Mormon Pioneer Overland Travel, 1847–1868
Source of Trail Excerpt:
West, Charles Henry John, Reminiscences [ca. 1900], 7-9.
Read Trail Excerpt:
We stayed at Florence a few days before starting across the plains. We were 10
weeks on the plains and arrived in Salt Lake City the 4th day of October 1863,
just in time for Conference.
In giving a description of our journey across the plains I must trust to memory
as I was not in a position to take notes. The brethren from Salt Lake were there
at Florence to take charge of them, they had been there some time waiting, they
had brought from the valley a goodly number of wagons loaded down with
Dixie cotton. After getting their cotton disposed of they had then to fix up for
the Saints, besides merchandise, there were in all about 60 wagons in our
company and so many Saints and their families allowed to each wagon with
their luggage and provisions, with a captain over all. When all was in readiness
some of the young men, being appointed teamsters, we had three and four yoke
of oxen to each wagon. We started for a thousand mile trip, all able-bodied men
and women and young women and children that could walk, had to do so.
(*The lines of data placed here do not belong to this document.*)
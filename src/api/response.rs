//! Response types for the Attendance Engine API.
//!
//! This module defines the error response structures and error handling
//! for the HTTP API.

use axum::{
    Json,
    http::StatusCode,
    response::{IntoResponse, Response},
};
use serde::{Deserialize, Serialize};

use crate::error::EngineError;

/// API error response structure.
#[derive(Debug, Clone, Serialize, Deserialize)]
pub struct ApiError {
    /// Error code for programmatic handling.
    pub code: String,
    /// Human-readable error message.
    pub message: String,
    /// Optional details about the error.
    #[serde(skip_serializing_if = "Option::is_none")]
    pub details: Option<String>,
}

impl ApiError {
    /// Creates a new API error.
    pub fn new(code: impl Into<String>, message: impl Into<String>) -> Self {
        Self {
            code: code.into(),
            message: message.into(),
            details: None,
        }
    }

    /// Creates a new API error with details.
    pub fn with_details(
        code: impl Into<String>,
        message: impl Into<String>,
        details: impl Into<String>,
    ) -> Self {
        Self {
            code: code.into(),
            message: message.into(),
            details: Some(details.into()),
        }
    }

    /// Creates a validation error response.
    pub fn validation_error(message: impl Into<String>) -> Self {
        Self::new("VALIDATION_ERROR", message)
    }

    /// Creates an employee not found error response.
    pub fn employee_not_found(id: &str) -> Self {
        Self::with_details(
            "EMPLOYEE_NOT_FOUND",
            format!("Employee not found: {}", id),
            format!("No employee with id '{}' is on the roster", id),
        )
    }

    /// Creates a malformed JSON error response.
    pub fn malformed_json(message: impl Into<String>) -> Self {
        Self::new("MALFORMED_JSON", message)
    }
}

/// API error with HTTP status code.
pub struct ApiErrorResponse {
    /// The HTTP status code.
    pub status: StatusCode,
    /// The error body.
    pub error: ApiError,
}

impl IntoResponse for ApiErrorResponse {
    fn into_response(self) -> Response {
        (self.status, Json(self.error)).into_response()
    }
}

impl From<EngineError> for ApiErrorResponse {
    fn from(error: EngineError) -> Self {
        match error {
            EngineError::ConfigNotFound { path } => ApiErrorResponse {
                status: StatusCode::INTERNAL_SERVER_ERROR,
                error: ApiError::with_details(
                    "CONFIG_ERROR",
                    "Configuration error",
                    format!("Configuration file not found: {}", path),
                ),
            },
            EngineError::ConfigParseError { path, message } => ApiErrorResponse {
                status: StatusCode::INTERNAL_SERVER_ERROR,
                error: ApiError::with_details(
                    "CONFIG_ERROR",
                    "Configuration parse error",
                    format!("Failed to parse {}: {}", path, message),
                ),
            },
            EngineError::InvalidPolicy { field, message } => ApiErrorResponse {
                status: StatusCode::INTERNAL_SERVER_ERROR,
                error: ApiError::with_details(
                    "CONFIG_ERROR",
                    "Invalid attendance policy",
                    format!("Invalid policy field '{}': {}", field, message),
                ),
            },
            EngineError::EmployeeNotFound { id } => ApiErrorResponse {
                status: StatusCode::NOT_FOUND,
                error: ApiError::employee_not_found(&id),
            },
            EngineError::StorageError { key, message } => ApiErrorResponse {
                status: StatusCode::INTERNAL_SERVER_ERROR,
                error: ApiError::with_details(
                    "STORAGE_ERROR",
                    "Storage operation failed",
                    format!("Key '{}': {}", key, message),
                ),
            },
            EngineError::InvalidEntry { date, message } => ApiErrorResponse {
                status: StatusCode::BAD_REQUEST,
                error: ApiError::with_details(
                    "VALIDATION_ERROR",
                    format!("Invalid entry for {}: {}", date, message),
                    "The submitted record contains invalid information",
                ),
            },
        }
    }
}

#[cfg(test)]
mod tests {
    use super::*;
    use chrono::NaiveDate;

    #[test]
    fn test_api_error_serialization() {
        let error = ApiError::new("TEST_ERROR", "Test message");
        let json = serde_json::to_string(&error).unwrap();
        assert!(json.contains("\"code\":\"TEST_ERROR\""));
        assert!(json.contains("\"message\":\"Test message\""));
        assert!(!json.contains("details"));
    }

    #[test]
    fn test_api_error_with_details_serialization() {
        let error = ApiError::with_details("TEST_ERROR", "Test message", "Some details");
        let json = serde_json::to_string(&error).unwrap();
        assert!(json.contains("\"details\":\"Some details\""));
    }

    #[test]
    fn test_employee_not_found_maps_to_404() {
        let api_error: ApiErrorResponse = EngineError::EmployeeNotFound {
            id: "42".to_string(),
        }
        .into();
        assert_eq!(api_error.status, StatusCode::NOT_FOUND);
        assert_eq!(api_error.error.code, "EMPLOYEE_NOT_FOUND");
        assert!(api_error.error.message.contains("42"));
    }

    #[test]
    fn test_invalid_entry_maps_to_400() {
        let api_error: ApiErrorResponse = EngineError::InvalidEntry {
            date: NaiveDate::from_ymd_opt(2023, 4, 3).unwrap(),
            message: "hours cannot be negative".to_string(),
        }
        .into();
        assert_eq!(api_error.status, StatusCode::BAD_REQUEST);
        assert_eq!(api_error.error.code, "VALIDATION_ERROR");
    }

    #[test]
    fn test_storage_error_maps_to_500() {
        let api_error: ApiErrorResponse = EngineError::StorageError {
            key: "leaves_x".to_string(),
            message: "down".to_string(),
        }
        .into();
        assert_eq!(api_error.status, StatusCode::INTERNAL_SERVER_ERROR);
        assert_eq!(api_error.error.code, "STORAGE_ERROR");
    }
}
The first day to me the walking behind the slow gait of the oxen was fun. When
we got to a place where there was good grass for the cattle we could stop and
cook our dinner or supper as the case may be. My wife not being used to the
way of mixing our flour for bread got too much salaratus in, so we had some
nice looking yellow bread for biscuits, one of the boys told my wife what
proportion to put in, so afterwards we had some good bread. Our captain
looked after the teamsters and saw that they (the oxen) all done their duty in
pulling. He had a long black snake whip, when that came down on the cattle
they had to get. In the evening we camped they would form a circle with the
wagons, and had night herders to watch the cattle. We then had to build our
fires of any dry sticks we could find near the water's edge. If we had to camp
where there was no wood, we would on our journey pick up and carry Buffalo
Chips and make a fire with that. It was the dry dung of oxen. Before going to
bed a few would gather together in the dance, but we always had prayers each
evening. Sometimes we would come across some greens good for food, my wife
would make many a good meal so we faired very well.
We had made up our minds to enjoy the trip without grumbling and found it
the best way, we had a few grumblers in the camp. We had to wade up to our
breasts some rivers we had to go through, if the current was very strong we
would hold hands. I would sometimes have a child in one arm and holding on to
another. If we got wet would let our clothes dry on so we would not take cold.
We would average in traveling 20 to 30 miles each day. Sometimes we had
travel by night in order to get to good camping ground.
One day towards evening our Captain told us to prepare for a big wind storm,
had all the fires put out and the wagons all in a circle, the wheels of each wagon
fastened together with heavy log chains, and the cattle all inside of the
enclosure. We had barely got ready when the storm came, such a piercing and
stormy wind, that it seemed to almost take our breath away. We had to hold on
to the wagons less we be blown away. After it was over I don't think there was
one wagon cover left all had been blown to pieces.
Our little daughter, Mary Ann Young, she was sick more or less while crossing
the plains, her appetite failing her, I thought I would go to the river side (being
near one) and get a fish. I know it would do her good. The river being very low
and leaving small puddles of water I would try and chase the fish by my hands
into shallow water, so catch one. I did not exceed in getting any. I then and
there prayed to God that I might get some if it was only one. I was about leaving
to catch up to the train, when a man came along with a string of fish and
offered me one, my prayers being answered, I went along rejoicing.
Our son Jabez William he got hurt through being run over by one of the
wagons, and was badly hurt. I did not know whether it was broke or not it
swelled up to a great size. I was recommended by one of the teamsters to catch
the drippings of the oxen and apply it as a poultice. I done so several times, and
the swelling went down and he soon got the use of his leg again.
We continued our journey day after day about the same routine, one continuous
stretch of country no houses to be seen on the journey. We would come across
some of our young brethren, who were left to look after the provisions for the
Saints, when we got to these different places, they being alone so long, when
they saw our train, they would jump for joy and make quite a demonstration
with their frying pans clapping them together. After loading up all the
provisions they had for the camp, they would turn in and follow. We were in all
10 weeks on the plains, when we arrived at Salt Lake City on the camping
grounds in the 8th Ward square. The friends and relations of different ones
would come and take them away to their homes.